Burman began his career in Washington as a financial economist with the Office of Tax Policy at the United States Department of the Treasury. During his time at Treasury, Burman worked on the design and implementation of the Tax Reform Act of 1986. After leaving Treasury in 1988, Burman served for over a decade as a senior economic analyst at the Congressional Budget Office, writing reports on tax policy issues including the low-income housing credit, health reform, tax incentives for health and retirement, and the capital gains tax.

=== Clinton Administration ===

The Clinton administration brought Burman back to Treasury in 1998 to become the Deputy Assistant Secretary of the Treasury for Tax Analysis, serving as the administration's top tax economist. Burman served in this post for two years.

In 2000, Burman left the Clinton administration to become a senior fellow at the Urban Institute.

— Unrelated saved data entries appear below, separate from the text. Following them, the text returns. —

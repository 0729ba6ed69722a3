use anyhow::{anyhow, Context, Result};
use async_trait::async_trait;
use reqwest::{Client, Url};
use serde::de::DeserializeOwned;
use std::fmt;
use tracing::{debug, warn};

use crate::config::{Config, DEFAULT_QUERY};
use crate::listennotes::model::{RawEpisode, RawSearchResponse};
use crate::model::{Episode, SearchPage};

pub mod model;

const LISTEN_NOTES_API_BASE: &str = "https://listen-api-test.listennotes.com/api/v2/";

/// Source of podcast episodes: free-text search and lookup by id.
#[async_trait]
pub trait EpisodeSource: Send + Sync {
    /// Search episodes. `page` is 1-based; `None` or blank `query` searches the
    /// source's default term.
    async fn search(&self, query: Option<&str>, limit: u32, page: u32) -> Result<SearchPage>;

    async fn get_episode(&self, id: &str) -> Result<Episode>;
}

#[derive(Clone)]
pub struct ListenNotesClient {
    http: Client,
    base_url: Url,
    api_key: String,
    default_query: String,
}

impl fmt::Debug for ListenNotesClient {
    fn fmt(&self, f: &mut fmt::Formatter<'_>) -> fmt::Result {
        f.debug_struct("ListenNotesClient")
            .field("base_url", &self.base_url)
            .field("default_query", &self.default_query)
            .finish_non_exhaustive()
    }
}

impl ListenNotesClient {
    pub fn new(api_key: String) -> Result<Self> {
        let base_url = Url::parse(LISTEN_NOTES_API_BASE).context("invalid Listen Notes URL")?;
        Self::with_base_url(api_key, base_url)
    }

    pub fn with_base_url(api_key: String, mut base_url: Url) -> Result<Self> {
        if !base_url.path().ends_with('/') {
            let path = format!("{}/", base_url.path());
            base_url.set_path(&path);
        }
        let http = Client::builder()
            .user_agent("podcast-summarizer/0.1")
            .no_proxy()
            .build()
            .context("failed to build HTTP client")?;
        Ok(Self {
            http,
            base_url,
            api_key,
            default_query: DEFAULT_QUERY.to_string(),
        })
    }

    pub fn with_default_query(mut self, query: impl Into<String>) -> Self {
        self.default_query = query.into();
        self
    }

    pub fn from_config(cfg: &Config) -> Result<Self> {
        let client = match &cfg.listen_notes.base_url {
            Some(url) => {
                let url = Url::parse(url).context("invalid listen_notes.base_url")?;
                Self::with_base_url(cfg.listen_notes.api_key.clone(), url)?
            }
            None => Self::new(cfg.listen_notes.api_key.clone())?,
        };
        Ok(client.with_default_query(cfg.app.default_query.clone()))
    }

    pub fn build_search_request(
        &self,
        query: Option<&str>,
        limit: u32,
        page: u32,
    ) -> Result<reqwest::Request> {
        let q = query
            .map(str::trim)
            .filter(|q| !q.is_empty())
            .unwrap_or(self.default_query.as_str());
        let offset = u64::from(page.max(1) - 1) * u64::from(limit);
        let endpoint = self
            .base_url
            .join("search")
            .context("invalid Listen Notes base URL")?;
        self.http
            .get(endpoint)
            .header("X-ListenAPI-Key", &self.api_key)
            .query(&[
                ("q", q.to_string()),
                ("type", "episode".to_string()),
                ("language", "English".to_string()),
                ("safe_mode", "1".to_string()),
                ("page_size", limit.to_string()),
                ("offset", offset.to_string()),
            ])
            .build()
            .context("failed to build Listen Notes search request")
    }

    pub fn build_episode_request(&self, id: &str) -> Result<reqwest::Request> {
        let mut endpoint = self
            .base_url
            .join("episodes/")
            .context("invalid Listen Notes base URL")?;
        endpoint
            .path_segments_mut()
            .map_err(|_| anyhow!("Listen Notes base URL cannot carry a path"))?
            .pop_if_empty()
            .push(id);
        self.http
            .get(endpoint)
            .header("X-ListenAPI-Key", &self.api_key)
            .build()
            .context("failed to build Listen Notes episode request")
    }

    async fn execute<T: DeserializeOwned>(&self, request: reqwest::Request) -> Result<T> {
        let url = request.url().clone();
        debug!(url = %url.path(), "listen notes request");
        let res = self
            .http
            .execute(request)
            .await
            .context("failed to reach Listen Notes")?;

        let status = res.status();
        if !status.is_success() {
            let body = res.text().await.unwrap_or_default();
            warn!(%status, path = %url.path(), "Listen Notes API error: {}", body);
            return Err(anyhow!("listen notes error {}: {}", status, body));
        }

        let body = res
            .text()
            .await
            .context("failed to read Listen Notes response")?;
        serde_json::from_str(&body).context("invalid Listen Notes response JSON")
    }
}

#[async_trait]
impl EpisodeSource for ListenNotesClient {
    async fn search(&self, query: Option<&str>, limit: u32, page: u32) -> Result<SearchPage> {
        let request = self.build_search_request(query, limit, page)?;
        let raw: RawSearchResponse = self.execute(request).await?;
        SearchPage::try_from(raw)
    }

    async fn get_episode(&self, id: &str) -> Result<Episode> {
        let request = self.build_episode_request(id)?;
        let raw: RawEpisode = self.execute(request).await?;
        Episode::try_from(raw).with_context(|| format!("malformed episode {}", id))
    }
}

#[cfg(test)]
mod tests {
    use super::*;
    use std::collections::HashMap;

    fn client() -> ListenNotesClient {
        ListenNotesClient::new("ln-key".into()).unwrap()
    }

    fn query_map(request: &reqwest::Request) -> HashMap<String, String> {
        request.url().query_pairs().into_owned().collect()
    }

    #[test]
    fn search_request_maps_page_to_offset() {
        let request = client()
            .build_search_request(Some("rust"), 10, 3)
            .unwrap();
        assert_eq!(request.method(), reqwest::Method::GET);
        assert_eq!(request.url().path(), "/api/v2/search");
        let params = query_map(&request);
        assert_eq!(params["q"], "rust");
        assert_eq!(params["type"], "episode");
        assert_eq!(params["language"], "English");
        assert_eq!(params["safe_mode"], "1");
        assert_eq!(params["page_size"], "10");
        assert_eq!(params["offset"], "20");
        assert_eq!(
            request
                .headers()
                .get("X-ListenAPI-Key")
                .and_then(|h| h.to_str().ok())
                .unwrap(),
            "ln-key"
        );
    }

    #[test]
    fn search_request_falls_back_to_default_query() {
        let c = client().with_default_query("technology");
        let params = query_map(&c.build_search_request(None, 5, 0).unwrap());
        assert_eq!(params["q"], "technology");
        assert_eq!(params["offset"], "0");

        let params = query_map(&c.build_search_request(Some("  "), 5, 1).unwrap());
        assert_eq!(params["q"], "technology");
    }

    #[test]
    fn default_query_comes_from_config() {
        let params = query_map(&client().build_search_request(None, 5, 1).unwrap());
        assert_eq!(params["q"], crate::config::DEFAULT_QUERY);
    }

    #[test]
    fn episode_request_escapes_id() {
        let request = client().build_episode_request("abc/123").unwrap();
        assert_eq!(request.url().path(), "/api/v2/episodes/abc%2F123");
    }

    #[test]
    fn base_url_without_trailing_slash_is_normalized() {
        let url = Url::parse("http://127.0.0.1:9/api/v2").unwrap();
        let c = ListenNotesClient::with_base_url("k".into(), url).unwrap();
        let request = c.build_episode_request("ep").unwrap();
        assert_eq!(request.url().path(), "/api/v2/episodes/ep");
    }

    #[test]
    fn debug_redacts_api_key() {
        let rendered = format!("{:?}", client());
        assert!(!rendered.contains("ln-key"));
    }
}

In 2002, Burman, along with other tax experts from the Reagan, Clinton, and Bush administrations, founded the Tax Policy Center as a joint venture of the Brookings Institution and the Urban Institute. Burman served as the inaugural director of the Tax Policy Center until 2009 and provided guidance on tax policy issues and proposals as a resident expert. The current director of the Tax Policy Center is Donald Marron.

=== Later career ===
Since leaving the Clinton administration in 2000, Burman has served in several posts in academia. Between 2000 and 2008, Burman was a visiting professor and lecturer at the Georgetown Public Policy Institute and a visiting professor at the UCLA School of Law.

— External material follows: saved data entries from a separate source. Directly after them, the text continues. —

use anyhow::{anyhow, Result};
use std::collections::{HashMap, VecDeque};
use std::sync::Arc;
use std::time::Duration;
use tokio::sync::Mutex;

use podcast_summarizer::db;
use podcast_summarizer::gemini::SummaryGenerator;
use podcast_summarizer::listennotes::EpisodeSource;
use podcast_summarizer::model::{Episode, PodcastRef, SearchPage};
use podcast_summarizer::summary::{SummaryError, SummaryOutcome, SummaryService};

async fn setup_pool() -> sqlx::SqlitePool {
    let pool = sqlx::sqlite::SqlitePoolOptions::new()
        .max_connections(1)
        .connect("sqlite::memory:")
        .await
        .unwrap();
    db::run_migrations(&pool).await.unwrap();
    pool
}

fn episode(id: &str) -> Episode {
    Episode {
        id: id.to_string(),
        title: format!("Episode {}", id),
        title_original: format!("Episode {}", id),
        description: "Two hosts discuss compilers.".into(),
        podcast: PodcastRef {
            id: "pod".into(),
            title: "Show".into(),
            publisher: "Publisher".into(),
        },
        ..Default::default()
    }
}

#[derive(Clone, Default)]
struct RecordingEpisodes {
    known: Arc<HashMap<String, Episode>>,
    lookups: Arc<Mutex<Vec<String>>>,
}

impl RecordingEpisodes {
    fn with_episodes(ids: &[&str]) -> Self {
        let known = ids.iter().map(|id| (id.to_string(), episode(id))).collect();
        Self {
            known: Arc::new(known),
            ..Default::default()
        }
    }

    async fn lookups(&self) -> Vec<String> {
        self.lookups.lock().await.clone()
    }
}

#[async_trait::async_trait]
impl EpisodeSource for RecordingEpisodes {
    async fn search(&self, _query: Option<&str>, _limit: u32, _page: u32) -> Result<SearchPage> {
        Ok(SearchPage::default())
    }

    async fn get_episode(&self, id: &str) -> Result<Episode> {
        self.lookups.lock().await.push(id.to_string());
        self.known
            .get(id)
            .cloned()
            .ok_or_else(|| anyhow!("listen notes error 404 Not Found"))
    }
}

#[derive(Clone, Default)]
struct RecordingGenerator {
    responses: Arc<Mutex<VecDeque<Result<String>>>>,
    calls: Arc<Mutex<Vec<String>>>,
    delay: Option<Duration>,
}

impl RecordingGenerator {
    fn with_responses(responses: Vec<Result<String>>) -> Self {
        Self {
            responses: Arc::new(Mutex::new(VecDeque::from(responses))),
            ..Default::default()
        }
    }

    async fn calls(&self) -> Vec<String> {
        self.calls.lock().await.clone()
    }
}

#[async_trait::async_trait]
impl SummaryGenerator for RecordingGenerator {
    async fn generate(&self, episode: &Episode) -> Result<String> {
        self.calls.lock().await.push(episode.id.clone());
        if let Some(delay) = self.delay {
            tokio::time::sleep(delay).await;
        }
        let mut guard = self.responses.lock().await;
        guard
            .pop_front()
            .unwrap_or_else(|| Ok(format!("Summary of {}", episode.id)))
    }
}

fn service(
    pool: &sqlx::SqlitePool,
    episodes: &RecordingEpisodes,
    generator: &RecordingGenerator,
) -> SummaryService {
    SummaryService::new(
        pool.clone(),
        Arc::new(episodes.clone()),
        Arc::new(generator.clone()),
    )
}

#[tokio::test]
async fn miss_generates_once_and_persists() {
    let pool = setup_pool().await;
    let episodes = RecordingEpisodes::with_episodes(&["abc123"]);
    let generator =
        RecordingGenerator::with_responses(vec![Ok("Topics.\n\nKey points.".into())]);
    let svc = service(&pool, &episodes, &generator);

    let outcome = svc.retrieve_or_create("abc123").await.unwrap();
    assert!(outcome.is_created());
    let summary = outcome.into_summary();
    assert_eq!(summary.podcast_id, "abc123");
    assert_eq!(summary.summary, "Topics.\n\nKey points.");

    assert_eq!(generator.calls().await, vec!["abc123".to_string()]);
    assert_eq!(episodes.lookups().await, vec!["abc123".to_string()]);
    assert_eq!(db::count_summaries(&pool).await.unwrap(), 1);
}

#[tokio::test]
async fn hit_skips_both_upstreams() {
    let pool = setup_pool().await;
    let episodes = RecordingEpisodes::with_episodes(&["abc123"]);
    let generator = RecordingGenerator::default();
    let svc = service(&pool, &episodes, &generator);

    let first = svc.retrieve_or_create("abc123").await.unwrap();
    let second = svc.retrieve_or_create("abc123").await.unwrap();
    assert!(matches!(second, SummaryOutcome::Cached(_)));
    let first = first.into_summary();
    assert_eq!(second.into_summary(), first);

    let retrieved = svc.retrieve("abc123").await.unwrap().unwrap();
    assert_eq!(retrieved, first);

    assert_eq!(generator.calls().await.len(), 1);
    assert_eq!(episodes.lookups().await.len(), 1);
}

#[tokio::test]
async fn retrieve_never_generates() {
    let pool = setup_pool().await;
    let episodes = RecordingEpisodes::with_episodes(&["abc123"]);
    let generator = RecordingGenerator::default();
    let svc = service(&pool, &episodes, &generator);

    assert!(svc.retrieve("abc123").await.unwrap().is_none());
    assert!(generator.calls().await.is_empty());
    assert!(episodes.lookups().await.is_empty());
    assert_eq!(db::count_summaries(&pool).await.unwrap(), 0);
}

#[tokio::test]
async fn unknown_episode_fails_before_generation() {
    let pool = setup_pool().await;
    let episodes = RecordingEpisodes::with_episodes(&[]);
    let generator = RecordingGenerator::default();
    let svc = service(&pool, &episodes, &generator);

    let err = svc.retrieve_or_create("missing").await.unwrap_err();
    assert!(matches!(err, SummaryError::Episode(_)));
    assert!(generator.calls().await.is_empty());
    assert_eq!(db::count_summaries(&pool).await.unwrap(), 0);
}

#[tokio::test]
async fn generation_failure_persists_nothing() {
    let pool = setup_pool().await;
    let episodes = RecordingEpisodes::with_episodes(&["abc123"]);
    let generator =
        RecordingGenerator::with_responses(vec![Err(anyhow!("prompt blocked: SAFETY"))]);
    let svc = service(&pool, &episodes, &generator);

    let err = svc.retrieve_or_create("abc123").await.unwrap_err();
    assert!(matches!(err, SummaryError::Generation(_)));
    assert!(err.to_string().contains("SAFETY"));
    assert_eq!(db::count_summaries(&pool).await.unwrap(), 0);

    // A later attempt can still succeed.
    let outcome = svc.retrieve_or_create("abc123").await.unwrap();
    assert!(outcome.is_created());
    assert_eq!(generator.calls().await.len(), 2);
}

#[tokio::test]
async fn concurrent_misses_store_a_single_summary() {
    let pool = setup_pool().await;
    let episodes = RecordingEpisodes::with_episodes(&["race"]);
    let generator = RecordingGenerator {
        delay: Some(Duration::from_millis(20)),
        ..RecordingGenerator::with_responses(vec![Ok("first".into()), Ok("second".into())])
    };
    let svc = service(&pool, &episodes, &generator);

    let (a, b) = tokio::join!(svc.retrieve_or_create("race"), svc.retrieve_or_create("race"));
    let (a, b) = (a.unwrap(), b.unwrap());

    assert_eq!(db::count_summaries(&pool).await.unwrap(), 1);
    assert_eq!(
        [a.is_created(), b.is_created()]
            .iter()
            .filter(|created| **created)
            .count(),
        1
    );
    assert_eq!(a.into_summary(), b.into_summary());
    assert_eq!(generator.calls().await.len(), 2);
}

Burman currently serves as the Paul Volcker Chair in Behavioral Economics at the Maxwell School of Citizenship and Public Affairs at Syracuse University. He teaches classes on tax and social policy. In addition, Burman is a senior research associate at Syracuse University's Center for Policy Research, a research associate at the National Bureau of Economic Research, and an affiliated scholar at the Urban Institute. He is the immediate past-president of the National Tax Association, has served on the Bipartisan Policy Center’s Debt Reduction Task Force, and currently serves on the board of the Pew SubsidyScope Project.

Burman blogs as The Impertinent Economist on Forbes.com and on the Tax Policy Center’s blog, TaxVox and has written over 120 articles on a wide range of tax and fiscal policy issues over a thirty-year span. His op-eds have appeared in The Washington Post, The New York Times, and other publications. In addition, Burman has written or coedited three books including The Labyrinth of Capital Gains Tax Policy: A Guide for the Perplexed and Taxes in America: What Everyone Needs to Know.

== Personal life ==

Burman is married to Melissa Burman, a former administrator at Georgetown University, and has four children, (Rob, Paul, Kent and Liz) and two grandchildren. He is an avid cyclist who biked across the country in 2004 with his son, Paul, to raise over $100,000 for Partners In Health. He sings in the a cappella group, Polyhymnia, and is a former member of the Syracuse Oratorio Society, New Dominion Chorale, Arlington Metropolitan Chorus, and Androscoggin Chorale. He currently resides in Arlington County, Virginia.